fn check_exponent(exponent: f64) -> Result<(), PaletteError> {
    if exponent.is_finite() && exponent > 0.0 {
        Ok(())
    } else {
        Err(PaletteError::InvalidParameter(format!(
            "exponent must be > 0, got {exponent}"
        )))
    }
}

// ---------------------------------------------------------------------------
// Method
// ---------------------------------------------------------------------------

/// Interpolation method for [`interpolate_colors`].
///
/// The first seven ease each RGB channel independently. `Hsv` and `Lch`
/// interpolate in those spaces instead, with circular hue.
#[derive(Debug, Clone, Copy, PartialEq, Eq, Hash, Default, Serialize, Deserialize)]
#[serde(rename_all = "lowercase")]
pub enum Method {
    #[default]
    Linear,
    Cubic,
    Exponential,
    Sine,
    Cosine,
    Hermite,
    Quintic,
    Hsv,
    Lch,
}

impl Method {
    pub const ALL: [Method; 9] = [
        Method::Linear,
        Method::Cubic,
        Method::Exponential,
        Method::Sine,
        Method::Cosine,
        Method::Hermite,
        Method::Quintic,
        Method::Hsv,
        Method::Lch,
    ];

    pub fn name(self) -> &'static str {
        match self {
            Method::Linear => "linear",
            Method::Cubic => "cubic",
            Method::Exponential => "exponential",
            Method::Sine => "sine",
            Method::Cosine => "cosine",
            Method::Hermite => "hermite",
            Method::Quintic => "quintic",
            Method::Hsv => "hsv",
            Method::Lch => "lch",
        }
    }

    /// Whether this method interpolates in a cylindrical color space rather than RGB.
    pub fn is_color_space(self) -> bool {
        matches!(self, Method::Hsv | Method::Lch)
    }

    /// Applies the scalar curve of this method to `(start, end, t)`.
    ///
    /// Color-space methods blend linearly here; their hue handling lives in
    /// [`interpolate_colors`].
    pub fn apply(self, start: f64, end: f64, t: f64, exponent: f64) -> Result<f64, PaletteError> {
        Ok(match self {
            Method::Linear | Method::Hsv | Method::Lch => linear(start, end, t),
            Method::Cubic => cubic(start, end, t),
            Method::Exponential => exponential(start, end, t, exponent)?,
            Method::Sine => sine(start, end, t),
            Method::Cosine => cosine(start, end, t),
            Method::Hermite => hermite(start, end, t),
            Method::Quintic => quintic(start, end, t),
        })
    }
}

impl fmt::Display for Method {
    fn fmt(&self, f: &mut fmt::Formatter<'_>) -> fmt::Result {
        f.write_str(self.name())
    }
}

------------------------

▶ [Task to complete]
Work through the data and count each line holding the string "self". Give only that count.

▶ [Response area]
8